Simon Ward reviews Tomorrow May Be My Last at The Union Theatre
This show – described as a ‘music-driven play’ – is not for the faint-hearted. It is a loud, sweaty romp though the all-too-brief life of its inspiration and its star – Janis Joplin – lovingly brought to life by the writer, actor and singer Collette Cooper, who also co-directed with Niall Phillips. But if you succumb to its charms, as I did, you will be wishing it was longer than its 85 minute running time.
To say that Cooper embodies Janis would be an understatement – she is possessed by her, and through her passionate, powerful performance we are brought as close as it is possible to get to an intimate, intense evening with our heroine. Be warned – there is audience participation and it is not really optional, especially in such a small space. But the passion and sincerity is so overwhelming that you barely notice. You will feel that you really are there, at a vague Woodstock-like gig, although perhaps more of a warm-up night in a small club, listening to the highs and lows of Joplin’s journey from small-town misfit to international star.

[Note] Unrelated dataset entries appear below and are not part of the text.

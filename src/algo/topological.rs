/*!
# Topological Ordering

Kahn's algorithm with a FIFO queue: nodes without incoming edges are seeded in index
order, and a node is enqueued as soon as its last incoming edge is removed. Among all
valid orders this yields the one that prefers nodes discovered earlier.
*/

use std::collections::VecDeque;

use tracing::debug;

use super::*;

/// Iterator implementing topological ordering over a directed graph.
///
/// - Initializes the queue with all nodes of in-degree 0 in increasing index order.
/// - Repeatedly dequeues a node, decreasing the in-degrees of its successors,
///   and enqueues successors whose in-degree drops to 0.
///
/// If the graph contains a cycle, iteration terminates early: no node on (or behind) a
/// cycle is ever emitted. Parallel edges are counted once per copy; a self-loop keeps
/// its node from ever being emitted.
pub struct TopoSearch<'a, G> {
    graph: &'a G,
    in_degs: Vec<NumNodes>,
    queue: VecDeque<Node>,
}

impl<'a, G> TopoSearch<'a, G>
where
    G: AdjacencyList,
{
    /// Constructs a new topological search on the given directed graph,
    /// initializing in-degree counts and collecting the initial set of
    /// zero in-degree nodes.
    pub fn new(graph: &'a G) -> Self {
        let mut in_degs: Vec<NumNodes> = vec![0; graph.len()];
        for u in graph.vertices() {
            for &v in graph.neighbors_of(u) {
                // u -> v
                in_degs[v as usize] += 1;
            }
        }

        let queue = graph
            .vertices()
            .filter(|&u| in_degs[u as usize] == 0)
            .collect();

        Self {
            graph,
            in_degs,
            queue,
        }
    }
}

impl<G> Iterator for TopoSearch<'_, G>
where
    G: AdjacencyList,
{
    type Item = Node;

    /// Returns the next node in topological order, if available.
    fn next(&mut self) -> Option<Self::Item> {
        let u = self.queue.pop_front()?;

        for &v in self.graph.neighbors_of(u) {
            self.in_degs[v as usize] -= 1;
            if self.in_degs[v as usize] == 0 {
                self.queue.push_back(v);
            }
        }

        Some(u)
    }

    fn size_hint(&self) -> (usize, Option<usize>) {
        (self.queue.len(), Some(self.graph.len()))
    }
}

/// Topological sort of a directed graph
#[derive(Debug, Clone, Copy, Default)]
pub struct TopologicalSort;

impl TopologicalSort {
    pub fn new() -> Self {
        Self
    }

    /// Returns all nodes such that for every edge `u -> v`, `u` is listed before `v`.
    ///
    /// # Errors
    /// - [`AlgoError::InvalidArgument`] if the graph is undirected.
    /// - [`AlgoError::CycleDetected`] if the graph contains a directed cycle
    ///   (self-loops included).
    pub fn sort<G>(&self, graph: &G) -> Result<Vec<G::NodeId>>
    where
        G: GraphView,
    {
        if !graph.is_directed() {
            return Err(AlgoError::requires_directed("Topological sort"));
        }

        let ag = AlgorithmGraph::new(graph, false);
        let order = TopoSearch::new(&ag).collect_vec();

        if order.len() != ag.len() {
            debug!(
                processed = order.len(),
                total = ag.len(),
                "cycle detected during topological sort"
            );
            return Err(AlgoError::CycleDetected {
                processed: order.len(),
                total: ag.len(),
            });
        }

        Ok(ag.ids().ids_of(order))
    }
}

The scene is set as we enter by the band (the superb TSP Collective) and very good supporting cast in flower-power mode, serenading us with 60s classics like Blowin’ In the Wind and San Francisco (Be Sure to Wear Flowers in Your Hair), so we can be in no doubt what era we have found ourselves in.
In homage to Joplin’s notoriously rackety reputation, Cooper lands on stage comically late, having been cued twice by the band, and pursued by an irate manager, and then proceeds to tear the house down with song after irresistible song. I confess to not being a Janis Joplin fan – I am more aware of her persona than her music – but that presented no obstacle to enjoying the music – each song was immediately catchy and immersive. I was also nervous at first that the sound may be too overwhelming, but the technical crew did a brilliant job of keeping it rocking but not deafening within the confines of the small space.
The evening consists of Cooper-as-Janis talking us through the rollercoaster ride of her life, from being bullied and a misfit growing up in Port Arthur, Texas, to finding fulfilment and acceptance among the misfits she finds in the hippy scene of California. But it is not all plain sailing, of course, as we know this will not end happily and there are intimations of setbacks and failed love affairs along the way. The show is not afraid to up-end our expectations with some jarring shifts of tone, which work to remind us of the tragedy at the heart of an otherwise upbeat and playful evening.
This is very clearly a labour of love for Collette Cooper – her passion shines through every minute. The show seems to have been put together on a shoestring, and is only running for a few nights, but it really deserves a wider audience which I hope it will get at some point. It is one of those nights where you leave the theatre glowing with joy – a wonderful way to get back to live theatre after the long hiatus we have all endured.
Tomorrow May Be My Last is playing at The Union Theatre, 204 Union Street, London SE1 0LX until Saturday 28th August.